■ Data for this exercise:
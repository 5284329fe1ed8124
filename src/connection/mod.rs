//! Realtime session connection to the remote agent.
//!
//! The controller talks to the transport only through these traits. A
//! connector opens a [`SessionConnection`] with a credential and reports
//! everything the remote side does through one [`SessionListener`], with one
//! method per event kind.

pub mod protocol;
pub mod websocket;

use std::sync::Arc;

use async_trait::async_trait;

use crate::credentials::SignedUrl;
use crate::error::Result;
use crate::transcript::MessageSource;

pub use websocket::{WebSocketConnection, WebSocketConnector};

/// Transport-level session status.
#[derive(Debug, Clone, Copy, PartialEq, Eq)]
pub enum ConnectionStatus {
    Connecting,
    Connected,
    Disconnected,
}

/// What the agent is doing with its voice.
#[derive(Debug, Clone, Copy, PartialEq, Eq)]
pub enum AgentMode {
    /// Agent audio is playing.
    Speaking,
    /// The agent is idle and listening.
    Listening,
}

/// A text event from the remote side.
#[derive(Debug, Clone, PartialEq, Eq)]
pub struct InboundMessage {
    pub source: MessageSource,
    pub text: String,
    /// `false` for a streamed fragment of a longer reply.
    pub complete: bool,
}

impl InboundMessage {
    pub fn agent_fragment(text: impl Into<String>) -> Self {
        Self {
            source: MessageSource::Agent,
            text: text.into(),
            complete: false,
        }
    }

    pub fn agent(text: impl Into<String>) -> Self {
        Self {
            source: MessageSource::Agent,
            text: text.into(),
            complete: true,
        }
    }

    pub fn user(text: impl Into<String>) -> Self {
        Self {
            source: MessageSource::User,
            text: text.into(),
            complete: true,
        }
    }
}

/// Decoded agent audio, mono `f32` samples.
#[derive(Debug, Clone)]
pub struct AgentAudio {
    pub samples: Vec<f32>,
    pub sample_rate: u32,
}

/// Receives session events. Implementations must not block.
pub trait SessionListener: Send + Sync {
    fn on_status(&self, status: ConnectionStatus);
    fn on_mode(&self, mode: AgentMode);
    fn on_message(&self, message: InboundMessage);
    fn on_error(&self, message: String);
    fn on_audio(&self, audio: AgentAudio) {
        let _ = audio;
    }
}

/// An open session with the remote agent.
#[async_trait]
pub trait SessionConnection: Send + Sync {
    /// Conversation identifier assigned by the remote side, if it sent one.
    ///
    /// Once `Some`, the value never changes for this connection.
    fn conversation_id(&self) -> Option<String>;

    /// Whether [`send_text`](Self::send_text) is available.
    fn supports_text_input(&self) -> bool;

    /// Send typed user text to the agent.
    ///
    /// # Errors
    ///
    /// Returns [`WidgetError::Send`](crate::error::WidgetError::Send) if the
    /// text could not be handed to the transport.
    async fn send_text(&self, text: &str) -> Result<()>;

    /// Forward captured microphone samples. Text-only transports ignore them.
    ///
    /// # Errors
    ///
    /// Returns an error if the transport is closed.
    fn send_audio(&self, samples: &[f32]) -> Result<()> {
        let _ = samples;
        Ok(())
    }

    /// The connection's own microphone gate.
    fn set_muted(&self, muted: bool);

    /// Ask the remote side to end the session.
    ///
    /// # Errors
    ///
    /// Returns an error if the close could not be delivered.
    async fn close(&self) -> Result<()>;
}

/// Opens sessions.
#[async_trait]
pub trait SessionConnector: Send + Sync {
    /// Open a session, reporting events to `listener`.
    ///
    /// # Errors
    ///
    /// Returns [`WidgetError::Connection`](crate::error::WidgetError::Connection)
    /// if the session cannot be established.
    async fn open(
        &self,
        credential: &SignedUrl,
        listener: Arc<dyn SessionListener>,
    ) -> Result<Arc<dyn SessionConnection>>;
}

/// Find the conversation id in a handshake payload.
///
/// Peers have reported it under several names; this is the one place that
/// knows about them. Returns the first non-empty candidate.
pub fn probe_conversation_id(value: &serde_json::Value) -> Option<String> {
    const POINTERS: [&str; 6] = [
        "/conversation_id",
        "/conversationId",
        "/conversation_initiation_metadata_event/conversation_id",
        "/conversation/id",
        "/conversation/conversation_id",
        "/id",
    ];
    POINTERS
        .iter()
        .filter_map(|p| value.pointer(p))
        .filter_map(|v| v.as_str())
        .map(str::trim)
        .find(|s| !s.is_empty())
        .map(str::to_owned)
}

■ Required work: Please return the lines above that run from the line containing "Transport-level session status." to the line containing "pub enum AgentMode", inclusive, exactly and with no other lines.

■ Answer to this exercise:
/// Transport-level session status.
#[derive(Debug, Clone, Copy, PartialEq, Eq)]
pub enum ConnectionStatus {
    Connecting,
    Connected,
    Disconnected,
}

/// What the agent is doing with its voice.
#[derive(Debug, Clone, Copy, PartialEq, Eq)]
pub enum AgentMode {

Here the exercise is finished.